El lunes por la tarde, una nube gigante de humo que emanaba de la selva tropical en llamas a más de 1.000 kilómetros de distancia envolvió a São Paulo en la oscuridad.

El lunes 19 de agosto, salí de mi casa en el lado norte de São Paulo a las 2 de la tarde y me dirigí hacia la estación de autobuses Tieté, la brutal estructura erigida por Paulo Maluf durante los últimos días de la dictadura. Fue un día horrible. La temperatura había bajado durante la noche y estaba más oscura de lo habitual. Iba a recoger a un amigo que llegaba de Río y su autobús estaba retardado, así que, alrededor de las 3:15, salí de la terminal para buscar una taza de café barato y todas las luces de la calle estaban encendidas. ¿Estaba soñando? Inmediatamente revisé mi reloj. La puesta de sol en ese día de mediados de invierno estaba programada para las 5:51 p.m. "Debe haber una tormenta eléctrica masiva", pensé para mí mismo. No hubo tormenta pero parecía que el sol simplemente se había puesto 2,5 horas antes, y había una sensación extraña y pegajosa en el aire. El extraño suceso fue causado por el humo de incendios forestales fuera de control que ardían en miles de puntos en todo el país y las fotos satelitales mostraban que gran parte de esto provenía de la selva amazónica, incluido un gran incendio en la reserva natural Margarida Alves en Roraima, que se ha estado descontrolando durante 20 días, que según el MST fue creada por madereros y mineros ilegales conectados a las cadenas de valor capitalistas internacionales que intentan robar la tierra. En resumen, un ejemplo más del tipo de comportamiento que el presidente extremista derechista Jair Bolsonaro, respaldado por Estados Unidos, ha alentado desde que asumió el cargo en enero.

Cada año, durante la estación seca, miles de agricultores y ganaderos crean incendios controlados de sus pastos. A pesar de muchos intentos de convencerlos de que usen técnicas más respetuosas con el medio ambiente para infundir nutrientes en el suelo, la tala y la brocha ardiente siguen siendo una de las formas más económicas y eficientes de hacerlo. Es difícil convencer a los pequeños agricultores para que adapten técnicas más modernas. Como resultado, cada año hay decenas de miles de incendios forestales que se extienden desde el Medio Oeste a áreas deforestadas de lo que solía ser la selva amazónica, y cuando está especialmente seco, pueden extenderse a áreas de bosque virgen. En los primeros 6 meses de la presidencia de Bolsonaro, estos números aumentaron en un 82% a más de 70.000 pero, a pesar de lo preocupantes que son estos números, enmascaran algo más siniestro que está sucediendo en Brasil.

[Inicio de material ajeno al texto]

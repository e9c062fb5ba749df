//! # Trellis Core
//!
//! Value-level foundation for the Trellis scene-graph runtime.
//!
//! This crate provides:
//! - **Typed field values** (`FieldValue`) covering the declarative field
//!   types: booleans, numbers, strings, colors, vectors, rotations,
//!   matrices, images, and their multi-valued forms
//! - **The attribute grammar** - tolerant text parsers for every field kind,
//!   as written in declarative scene markup
//! - **The host element contract** (`SceneElement`) - the minimal read-only
//!   view of a declarative element tree that the tree builder consumes, so
//!   the runtime never depends on any particular markup or DOM library
//!
//! ## Quick Start
//!
//! ```rust
//! use trellis_core::field::{FieldKind, FieldValue};
//!
//! let v = FieldKind::Vec3.parse("1 2 3").unwrap();
//! assert_eq!(v, FieldValue::Vec3(glam::Vec3::new(1.0, 2.0, 3.0)));
//! ```

// Typed field values and the attribute grammar
pub mod field;

// Host element contract for the tree builder
pub mod element;

// Error types
pub mod error;

// Re-export core types at crate root
pub use element::{DeclElement, ElementKey, SceneElement};
pub use error::FieldError;
pub use field::{FieldKind, FieldValue, ImageValue};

El presidente Bolsonaro ha destripado a todas las agencias federales de protección ambiental y a la oficina de asuntos indígenas y ha dado señales claras a los madereros, mineros y ganaderos que proporcionan materias primas a los mercados del norte de que no los castigará por crímenes ambientales, incluso a aquellos cometidos en las reservas naturales y en reservas indígenas. Como Alexander Zaitchek explicó recientemente en Real News, esto ha provocado que los actores de las cadenas internacionales de suministro de agronegocios y minería comiencen a contratar equipos de motosierras.

Si la selva amazónica pierde otro 20% de su volumen, lo que podría suceder en menos de 10 años si la tasa de destrucción de Bolsonaro se mantiene, podría ocurrir un fenómeno llamado "muerte regresiva", en el que toda la selva tropical podría secarse y quemarse a sí misma. Si eso sucediera, el planeta Tierra perdería el 20% de su oxígeno. De pie en una calle de São Paulo en la oscuridad total a las 3:30 PM de ayer, parecía que esta era una posibilidad razonable.